| Work instruction |
Filter the records for lines holding the string "mask".

Dataset records:
+---+
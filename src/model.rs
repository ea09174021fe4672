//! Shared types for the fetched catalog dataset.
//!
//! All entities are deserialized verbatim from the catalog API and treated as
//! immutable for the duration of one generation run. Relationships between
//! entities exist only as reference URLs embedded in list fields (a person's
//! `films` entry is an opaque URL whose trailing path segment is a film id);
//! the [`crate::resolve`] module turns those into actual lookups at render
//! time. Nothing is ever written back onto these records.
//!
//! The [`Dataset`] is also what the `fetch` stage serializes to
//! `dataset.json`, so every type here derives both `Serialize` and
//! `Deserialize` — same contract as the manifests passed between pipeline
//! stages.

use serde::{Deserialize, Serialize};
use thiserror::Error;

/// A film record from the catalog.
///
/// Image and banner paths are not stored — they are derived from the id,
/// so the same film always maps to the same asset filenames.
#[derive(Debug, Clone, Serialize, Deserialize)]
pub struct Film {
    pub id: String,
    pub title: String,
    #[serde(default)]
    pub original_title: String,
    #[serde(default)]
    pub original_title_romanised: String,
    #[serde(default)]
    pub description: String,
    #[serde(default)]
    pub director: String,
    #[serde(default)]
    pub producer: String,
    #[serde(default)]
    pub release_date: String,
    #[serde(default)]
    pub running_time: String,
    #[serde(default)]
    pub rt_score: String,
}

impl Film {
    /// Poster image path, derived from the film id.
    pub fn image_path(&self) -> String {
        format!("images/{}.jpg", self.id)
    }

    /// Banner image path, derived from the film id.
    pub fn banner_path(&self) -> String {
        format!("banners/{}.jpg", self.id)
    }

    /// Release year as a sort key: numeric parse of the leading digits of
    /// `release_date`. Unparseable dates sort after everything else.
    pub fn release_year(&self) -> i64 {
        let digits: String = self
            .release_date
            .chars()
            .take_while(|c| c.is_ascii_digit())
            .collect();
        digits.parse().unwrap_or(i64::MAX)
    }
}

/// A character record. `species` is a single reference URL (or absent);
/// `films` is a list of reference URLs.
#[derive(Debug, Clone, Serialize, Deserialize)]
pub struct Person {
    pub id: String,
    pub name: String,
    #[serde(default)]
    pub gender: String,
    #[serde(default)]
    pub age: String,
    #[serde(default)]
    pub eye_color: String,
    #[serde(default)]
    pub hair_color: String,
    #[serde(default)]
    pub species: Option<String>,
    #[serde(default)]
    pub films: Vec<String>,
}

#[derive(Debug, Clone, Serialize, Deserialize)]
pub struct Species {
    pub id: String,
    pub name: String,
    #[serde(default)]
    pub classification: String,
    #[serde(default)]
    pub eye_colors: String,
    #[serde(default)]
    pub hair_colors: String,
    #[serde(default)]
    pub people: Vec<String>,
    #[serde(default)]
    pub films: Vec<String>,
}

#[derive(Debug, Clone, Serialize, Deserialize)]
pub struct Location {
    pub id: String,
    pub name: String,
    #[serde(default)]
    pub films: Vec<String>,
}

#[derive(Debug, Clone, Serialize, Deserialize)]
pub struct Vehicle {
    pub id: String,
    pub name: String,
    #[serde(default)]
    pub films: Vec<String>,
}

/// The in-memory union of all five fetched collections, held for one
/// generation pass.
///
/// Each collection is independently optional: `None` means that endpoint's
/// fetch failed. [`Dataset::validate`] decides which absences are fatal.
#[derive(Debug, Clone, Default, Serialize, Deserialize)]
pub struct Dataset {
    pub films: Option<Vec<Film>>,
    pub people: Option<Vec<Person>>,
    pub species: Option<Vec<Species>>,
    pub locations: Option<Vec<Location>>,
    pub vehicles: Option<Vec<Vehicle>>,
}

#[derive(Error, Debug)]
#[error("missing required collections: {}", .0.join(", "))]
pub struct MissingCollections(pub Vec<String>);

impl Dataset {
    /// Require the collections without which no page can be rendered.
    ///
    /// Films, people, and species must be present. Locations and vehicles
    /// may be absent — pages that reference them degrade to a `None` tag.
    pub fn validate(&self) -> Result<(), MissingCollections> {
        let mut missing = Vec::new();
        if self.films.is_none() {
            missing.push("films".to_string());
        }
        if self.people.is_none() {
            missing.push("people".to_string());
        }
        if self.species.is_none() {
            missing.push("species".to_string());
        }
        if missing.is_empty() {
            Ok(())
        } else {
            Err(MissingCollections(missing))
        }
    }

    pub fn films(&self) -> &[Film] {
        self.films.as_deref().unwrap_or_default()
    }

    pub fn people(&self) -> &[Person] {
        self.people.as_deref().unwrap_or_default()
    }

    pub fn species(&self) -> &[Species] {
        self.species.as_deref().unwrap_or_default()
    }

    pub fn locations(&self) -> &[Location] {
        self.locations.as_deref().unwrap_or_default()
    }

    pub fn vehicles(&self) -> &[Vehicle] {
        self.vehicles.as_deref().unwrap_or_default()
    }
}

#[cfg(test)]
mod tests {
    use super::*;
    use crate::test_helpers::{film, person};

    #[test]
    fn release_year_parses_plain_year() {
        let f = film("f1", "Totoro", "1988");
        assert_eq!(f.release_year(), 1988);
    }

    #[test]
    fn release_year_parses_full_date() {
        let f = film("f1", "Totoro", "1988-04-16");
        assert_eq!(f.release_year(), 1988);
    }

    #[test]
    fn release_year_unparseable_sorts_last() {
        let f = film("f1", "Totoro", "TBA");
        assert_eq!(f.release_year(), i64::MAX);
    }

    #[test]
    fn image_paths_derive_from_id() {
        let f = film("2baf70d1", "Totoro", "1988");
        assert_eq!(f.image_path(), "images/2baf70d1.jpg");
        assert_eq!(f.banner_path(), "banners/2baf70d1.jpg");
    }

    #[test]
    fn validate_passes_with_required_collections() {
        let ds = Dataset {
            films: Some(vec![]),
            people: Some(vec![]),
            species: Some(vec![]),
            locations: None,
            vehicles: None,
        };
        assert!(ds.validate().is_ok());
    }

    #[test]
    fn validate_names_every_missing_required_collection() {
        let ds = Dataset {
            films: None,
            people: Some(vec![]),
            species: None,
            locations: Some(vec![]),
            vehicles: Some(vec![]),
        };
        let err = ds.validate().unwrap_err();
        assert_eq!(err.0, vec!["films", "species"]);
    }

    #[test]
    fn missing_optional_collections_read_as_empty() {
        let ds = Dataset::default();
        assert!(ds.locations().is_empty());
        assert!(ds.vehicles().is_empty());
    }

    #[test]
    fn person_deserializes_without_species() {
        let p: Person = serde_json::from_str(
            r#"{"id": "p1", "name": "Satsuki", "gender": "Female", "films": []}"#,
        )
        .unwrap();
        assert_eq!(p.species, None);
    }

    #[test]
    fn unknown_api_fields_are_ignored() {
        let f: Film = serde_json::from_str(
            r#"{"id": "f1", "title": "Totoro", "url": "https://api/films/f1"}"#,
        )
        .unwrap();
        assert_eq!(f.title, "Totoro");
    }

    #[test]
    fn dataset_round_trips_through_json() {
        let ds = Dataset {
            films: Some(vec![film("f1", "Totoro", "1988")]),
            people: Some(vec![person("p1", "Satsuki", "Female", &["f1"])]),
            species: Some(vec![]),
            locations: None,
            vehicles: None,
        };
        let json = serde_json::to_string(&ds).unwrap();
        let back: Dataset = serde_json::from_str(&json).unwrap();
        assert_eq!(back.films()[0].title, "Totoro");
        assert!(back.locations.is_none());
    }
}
+---+
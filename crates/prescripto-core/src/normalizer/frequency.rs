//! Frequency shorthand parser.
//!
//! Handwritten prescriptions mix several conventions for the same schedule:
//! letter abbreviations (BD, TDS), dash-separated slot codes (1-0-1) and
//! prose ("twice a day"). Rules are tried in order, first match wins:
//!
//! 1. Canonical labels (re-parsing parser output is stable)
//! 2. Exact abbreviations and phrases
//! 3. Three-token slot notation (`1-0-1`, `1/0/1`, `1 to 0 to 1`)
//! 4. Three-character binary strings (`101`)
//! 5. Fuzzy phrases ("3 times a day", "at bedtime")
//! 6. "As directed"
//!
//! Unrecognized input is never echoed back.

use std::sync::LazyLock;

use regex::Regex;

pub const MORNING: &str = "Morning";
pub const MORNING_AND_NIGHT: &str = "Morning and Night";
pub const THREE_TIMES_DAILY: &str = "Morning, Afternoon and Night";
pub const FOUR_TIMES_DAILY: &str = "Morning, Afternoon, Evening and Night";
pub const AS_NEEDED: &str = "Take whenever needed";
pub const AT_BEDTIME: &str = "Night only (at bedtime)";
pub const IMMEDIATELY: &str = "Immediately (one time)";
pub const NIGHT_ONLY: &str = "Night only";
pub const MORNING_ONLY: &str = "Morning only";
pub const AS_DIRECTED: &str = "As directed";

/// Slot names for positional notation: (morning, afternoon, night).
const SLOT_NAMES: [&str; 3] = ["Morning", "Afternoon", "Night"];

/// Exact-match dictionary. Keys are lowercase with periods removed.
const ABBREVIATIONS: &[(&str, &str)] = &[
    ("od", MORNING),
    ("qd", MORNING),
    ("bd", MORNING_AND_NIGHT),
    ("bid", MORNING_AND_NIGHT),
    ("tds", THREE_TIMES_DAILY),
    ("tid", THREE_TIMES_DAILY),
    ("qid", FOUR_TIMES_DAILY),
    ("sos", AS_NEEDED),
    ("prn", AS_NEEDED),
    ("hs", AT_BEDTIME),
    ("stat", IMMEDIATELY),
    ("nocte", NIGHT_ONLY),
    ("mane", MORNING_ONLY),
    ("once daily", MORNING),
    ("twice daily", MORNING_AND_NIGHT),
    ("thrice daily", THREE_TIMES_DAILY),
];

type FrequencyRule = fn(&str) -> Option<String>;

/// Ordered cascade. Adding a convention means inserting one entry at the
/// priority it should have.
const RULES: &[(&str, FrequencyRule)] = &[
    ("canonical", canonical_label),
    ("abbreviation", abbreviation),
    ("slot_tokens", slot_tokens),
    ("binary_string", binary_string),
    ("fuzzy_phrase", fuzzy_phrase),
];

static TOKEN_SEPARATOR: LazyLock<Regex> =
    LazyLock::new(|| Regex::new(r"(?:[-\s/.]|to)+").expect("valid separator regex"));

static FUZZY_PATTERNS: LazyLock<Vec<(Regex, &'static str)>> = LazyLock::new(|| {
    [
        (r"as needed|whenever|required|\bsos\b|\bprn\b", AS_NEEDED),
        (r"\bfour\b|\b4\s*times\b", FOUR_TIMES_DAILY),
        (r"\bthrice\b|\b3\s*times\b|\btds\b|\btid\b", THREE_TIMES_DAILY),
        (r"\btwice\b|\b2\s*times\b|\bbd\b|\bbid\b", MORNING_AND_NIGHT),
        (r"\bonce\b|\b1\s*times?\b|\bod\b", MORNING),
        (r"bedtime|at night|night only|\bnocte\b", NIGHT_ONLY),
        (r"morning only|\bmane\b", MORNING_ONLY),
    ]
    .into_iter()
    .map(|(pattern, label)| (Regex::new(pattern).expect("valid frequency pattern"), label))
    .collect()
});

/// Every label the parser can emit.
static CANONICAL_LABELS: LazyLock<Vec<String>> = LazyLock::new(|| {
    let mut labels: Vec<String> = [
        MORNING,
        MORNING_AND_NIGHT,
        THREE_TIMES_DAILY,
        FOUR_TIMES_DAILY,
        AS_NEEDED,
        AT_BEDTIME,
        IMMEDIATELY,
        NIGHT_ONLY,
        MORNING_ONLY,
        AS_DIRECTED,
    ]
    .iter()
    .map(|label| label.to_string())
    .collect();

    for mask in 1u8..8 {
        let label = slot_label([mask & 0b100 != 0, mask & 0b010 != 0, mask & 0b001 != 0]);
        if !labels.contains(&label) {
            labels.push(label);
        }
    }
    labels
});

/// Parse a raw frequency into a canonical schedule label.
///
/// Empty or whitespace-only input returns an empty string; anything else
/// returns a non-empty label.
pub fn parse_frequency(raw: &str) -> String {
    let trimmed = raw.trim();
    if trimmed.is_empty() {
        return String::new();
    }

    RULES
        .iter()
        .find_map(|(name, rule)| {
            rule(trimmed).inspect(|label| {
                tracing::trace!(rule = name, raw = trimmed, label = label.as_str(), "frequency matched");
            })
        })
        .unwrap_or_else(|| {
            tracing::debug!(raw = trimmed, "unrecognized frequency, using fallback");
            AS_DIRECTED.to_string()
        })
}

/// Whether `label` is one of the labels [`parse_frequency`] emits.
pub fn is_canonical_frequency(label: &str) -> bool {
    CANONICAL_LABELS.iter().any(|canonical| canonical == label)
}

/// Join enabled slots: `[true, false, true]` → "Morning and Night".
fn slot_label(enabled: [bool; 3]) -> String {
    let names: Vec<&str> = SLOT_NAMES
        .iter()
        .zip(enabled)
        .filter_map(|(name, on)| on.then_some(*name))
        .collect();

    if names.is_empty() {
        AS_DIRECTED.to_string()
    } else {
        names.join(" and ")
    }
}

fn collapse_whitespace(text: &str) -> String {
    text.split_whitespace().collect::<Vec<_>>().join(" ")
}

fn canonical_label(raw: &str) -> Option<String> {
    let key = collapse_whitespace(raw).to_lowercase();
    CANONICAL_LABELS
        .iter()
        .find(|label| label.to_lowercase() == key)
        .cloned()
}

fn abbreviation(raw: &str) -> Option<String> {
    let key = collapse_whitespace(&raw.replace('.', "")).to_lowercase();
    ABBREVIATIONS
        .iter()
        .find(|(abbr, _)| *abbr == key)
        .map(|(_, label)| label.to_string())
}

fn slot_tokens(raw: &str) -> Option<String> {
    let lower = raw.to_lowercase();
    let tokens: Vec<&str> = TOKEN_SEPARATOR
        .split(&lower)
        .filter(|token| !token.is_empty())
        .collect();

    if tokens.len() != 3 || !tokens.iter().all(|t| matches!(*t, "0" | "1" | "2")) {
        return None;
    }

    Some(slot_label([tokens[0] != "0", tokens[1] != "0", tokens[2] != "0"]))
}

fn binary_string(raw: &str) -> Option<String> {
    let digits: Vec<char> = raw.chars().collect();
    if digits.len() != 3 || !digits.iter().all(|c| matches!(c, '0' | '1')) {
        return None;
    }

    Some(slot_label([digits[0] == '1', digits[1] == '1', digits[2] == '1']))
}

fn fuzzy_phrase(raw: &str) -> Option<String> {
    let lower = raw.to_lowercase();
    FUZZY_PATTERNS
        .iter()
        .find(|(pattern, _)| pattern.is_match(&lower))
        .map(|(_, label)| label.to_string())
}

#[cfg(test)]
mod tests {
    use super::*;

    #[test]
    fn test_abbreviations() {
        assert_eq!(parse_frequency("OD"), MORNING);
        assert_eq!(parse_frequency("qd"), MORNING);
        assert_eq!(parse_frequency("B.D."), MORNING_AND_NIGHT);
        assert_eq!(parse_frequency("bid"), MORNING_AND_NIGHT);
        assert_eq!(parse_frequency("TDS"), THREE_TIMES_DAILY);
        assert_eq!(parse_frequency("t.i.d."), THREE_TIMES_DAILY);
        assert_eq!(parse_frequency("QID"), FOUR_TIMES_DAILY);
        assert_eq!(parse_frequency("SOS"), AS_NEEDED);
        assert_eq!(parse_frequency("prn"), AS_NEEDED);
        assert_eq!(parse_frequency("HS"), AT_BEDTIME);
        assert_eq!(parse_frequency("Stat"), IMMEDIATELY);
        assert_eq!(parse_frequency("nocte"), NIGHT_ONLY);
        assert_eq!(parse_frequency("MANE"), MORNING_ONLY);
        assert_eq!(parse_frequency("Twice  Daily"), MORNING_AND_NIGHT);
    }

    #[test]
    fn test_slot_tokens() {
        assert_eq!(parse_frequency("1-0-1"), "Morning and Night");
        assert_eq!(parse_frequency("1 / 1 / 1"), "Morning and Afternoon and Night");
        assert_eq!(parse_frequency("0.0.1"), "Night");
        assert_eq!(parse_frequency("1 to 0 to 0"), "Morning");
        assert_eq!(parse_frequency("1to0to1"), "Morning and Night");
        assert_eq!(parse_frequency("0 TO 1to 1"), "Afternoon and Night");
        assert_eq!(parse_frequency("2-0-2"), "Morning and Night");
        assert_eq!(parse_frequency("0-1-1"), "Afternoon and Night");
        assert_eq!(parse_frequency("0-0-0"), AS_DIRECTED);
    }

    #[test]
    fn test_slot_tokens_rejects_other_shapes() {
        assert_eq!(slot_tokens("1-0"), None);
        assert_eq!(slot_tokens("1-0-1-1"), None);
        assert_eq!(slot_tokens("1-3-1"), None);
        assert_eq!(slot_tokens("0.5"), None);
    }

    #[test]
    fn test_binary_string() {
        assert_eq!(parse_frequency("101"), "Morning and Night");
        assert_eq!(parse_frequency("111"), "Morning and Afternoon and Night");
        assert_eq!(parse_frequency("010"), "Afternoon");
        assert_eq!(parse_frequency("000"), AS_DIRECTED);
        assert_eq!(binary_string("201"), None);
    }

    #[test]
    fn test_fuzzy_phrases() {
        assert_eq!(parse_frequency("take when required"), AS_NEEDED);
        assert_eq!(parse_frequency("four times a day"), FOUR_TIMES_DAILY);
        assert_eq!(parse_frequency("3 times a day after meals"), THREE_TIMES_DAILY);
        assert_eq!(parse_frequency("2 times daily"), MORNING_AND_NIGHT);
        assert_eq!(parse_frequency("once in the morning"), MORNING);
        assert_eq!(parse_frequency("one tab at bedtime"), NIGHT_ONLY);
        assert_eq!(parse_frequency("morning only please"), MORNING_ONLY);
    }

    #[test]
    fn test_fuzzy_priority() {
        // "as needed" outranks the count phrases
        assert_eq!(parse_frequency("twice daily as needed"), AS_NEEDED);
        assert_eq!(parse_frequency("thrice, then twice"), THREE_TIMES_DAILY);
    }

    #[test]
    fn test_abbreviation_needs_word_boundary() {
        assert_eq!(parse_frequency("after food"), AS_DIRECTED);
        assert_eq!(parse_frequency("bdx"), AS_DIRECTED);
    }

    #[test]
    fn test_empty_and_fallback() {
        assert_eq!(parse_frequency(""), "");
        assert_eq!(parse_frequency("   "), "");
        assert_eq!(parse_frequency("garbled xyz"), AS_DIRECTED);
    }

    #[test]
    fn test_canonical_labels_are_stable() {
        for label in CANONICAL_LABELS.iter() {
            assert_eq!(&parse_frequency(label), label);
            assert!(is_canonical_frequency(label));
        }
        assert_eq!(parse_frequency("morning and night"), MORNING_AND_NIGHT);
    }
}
+---+
| Answer area |
    for mask in 1u8..8 {
        let label = slot_label([mask & 0b100 != 0, mask & 0b010 != 0, mask & 0b001 != 0]);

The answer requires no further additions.